Start of Records for this task
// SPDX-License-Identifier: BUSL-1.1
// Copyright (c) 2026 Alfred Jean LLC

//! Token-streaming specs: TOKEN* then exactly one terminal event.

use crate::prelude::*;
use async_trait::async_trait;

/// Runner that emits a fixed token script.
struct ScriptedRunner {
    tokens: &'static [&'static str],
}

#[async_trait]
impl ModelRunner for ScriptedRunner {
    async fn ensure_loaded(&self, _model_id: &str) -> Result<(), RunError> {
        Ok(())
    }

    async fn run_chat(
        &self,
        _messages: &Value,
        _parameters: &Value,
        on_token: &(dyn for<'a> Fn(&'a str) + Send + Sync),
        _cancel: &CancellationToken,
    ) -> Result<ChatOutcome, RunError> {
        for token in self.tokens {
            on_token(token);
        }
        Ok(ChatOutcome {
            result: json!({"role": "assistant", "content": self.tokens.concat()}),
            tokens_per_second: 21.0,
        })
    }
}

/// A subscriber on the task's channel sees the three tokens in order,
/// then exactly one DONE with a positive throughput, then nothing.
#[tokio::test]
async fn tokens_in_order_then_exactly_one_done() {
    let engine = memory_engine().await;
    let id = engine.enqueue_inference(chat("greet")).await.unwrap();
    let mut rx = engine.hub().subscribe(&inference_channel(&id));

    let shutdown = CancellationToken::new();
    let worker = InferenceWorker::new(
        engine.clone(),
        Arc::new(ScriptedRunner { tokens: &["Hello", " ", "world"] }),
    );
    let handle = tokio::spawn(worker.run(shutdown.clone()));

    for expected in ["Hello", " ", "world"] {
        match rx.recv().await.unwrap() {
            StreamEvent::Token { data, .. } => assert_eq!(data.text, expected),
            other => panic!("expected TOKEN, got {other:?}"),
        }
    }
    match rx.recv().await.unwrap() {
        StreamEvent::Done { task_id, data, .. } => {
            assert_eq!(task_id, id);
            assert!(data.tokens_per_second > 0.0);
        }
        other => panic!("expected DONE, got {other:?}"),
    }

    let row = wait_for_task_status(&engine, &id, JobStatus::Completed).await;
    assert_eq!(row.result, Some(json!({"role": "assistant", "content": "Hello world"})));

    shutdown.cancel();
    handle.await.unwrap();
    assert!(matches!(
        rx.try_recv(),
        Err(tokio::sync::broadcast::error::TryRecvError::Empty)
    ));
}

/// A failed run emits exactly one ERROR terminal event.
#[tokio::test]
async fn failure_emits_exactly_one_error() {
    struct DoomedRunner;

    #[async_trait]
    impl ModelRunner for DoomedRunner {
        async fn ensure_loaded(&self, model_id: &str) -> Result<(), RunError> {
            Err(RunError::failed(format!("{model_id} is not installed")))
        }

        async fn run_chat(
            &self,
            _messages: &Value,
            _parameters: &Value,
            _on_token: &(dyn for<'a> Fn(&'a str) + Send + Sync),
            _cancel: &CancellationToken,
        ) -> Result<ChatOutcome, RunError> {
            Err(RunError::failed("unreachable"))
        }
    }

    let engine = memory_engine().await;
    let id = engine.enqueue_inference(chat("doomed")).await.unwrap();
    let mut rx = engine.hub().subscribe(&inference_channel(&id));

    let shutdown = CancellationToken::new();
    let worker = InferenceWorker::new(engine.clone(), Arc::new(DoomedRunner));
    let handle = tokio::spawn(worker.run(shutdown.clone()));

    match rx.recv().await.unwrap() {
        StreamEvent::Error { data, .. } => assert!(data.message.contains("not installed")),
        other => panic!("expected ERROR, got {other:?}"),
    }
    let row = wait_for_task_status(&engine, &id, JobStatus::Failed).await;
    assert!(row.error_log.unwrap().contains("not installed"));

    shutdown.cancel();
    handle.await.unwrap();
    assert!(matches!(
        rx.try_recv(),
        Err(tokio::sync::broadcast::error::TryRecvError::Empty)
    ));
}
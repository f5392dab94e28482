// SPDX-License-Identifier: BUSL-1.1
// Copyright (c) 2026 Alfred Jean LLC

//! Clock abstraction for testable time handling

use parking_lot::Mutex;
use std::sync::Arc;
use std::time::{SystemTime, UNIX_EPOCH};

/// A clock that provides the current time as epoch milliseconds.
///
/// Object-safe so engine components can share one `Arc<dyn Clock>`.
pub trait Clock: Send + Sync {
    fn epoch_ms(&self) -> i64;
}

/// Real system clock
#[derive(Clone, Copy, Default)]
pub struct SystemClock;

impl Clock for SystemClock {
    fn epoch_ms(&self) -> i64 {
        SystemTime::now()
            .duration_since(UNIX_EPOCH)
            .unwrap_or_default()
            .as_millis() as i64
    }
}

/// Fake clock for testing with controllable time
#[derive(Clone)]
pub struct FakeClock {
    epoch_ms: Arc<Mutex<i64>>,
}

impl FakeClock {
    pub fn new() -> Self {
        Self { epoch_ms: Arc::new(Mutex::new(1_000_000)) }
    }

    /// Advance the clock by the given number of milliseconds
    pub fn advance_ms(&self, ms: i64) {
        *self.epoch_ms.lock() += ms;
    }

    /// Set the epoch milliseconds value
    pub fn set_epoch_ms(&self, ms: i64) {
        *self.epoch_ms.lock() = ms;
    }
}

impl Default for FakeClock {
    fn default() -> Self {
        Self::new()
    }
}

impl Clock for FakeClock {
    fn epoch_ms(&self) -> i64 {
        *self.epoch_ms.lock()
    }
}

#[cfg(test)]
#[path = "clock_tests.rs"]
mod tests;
End of Records for this task
### What is expected
The output should be exactly the lines above from the line containing "#[derive(Clone)]" to the line containing "number of milliseconds", inclusive, with no other lines.

### Task solution
#[derive(Clone)]
pub struct FakeClock {
    epoch_ms: Arc<Mutex<i64>>,
}

impl FakeClock {
    pub fn new() -> Self {
        Self { epoch_ms: Arc::new(Mutex::new(1_000_000)) }
    }

    /// Advance the clock by the given number of milliseconds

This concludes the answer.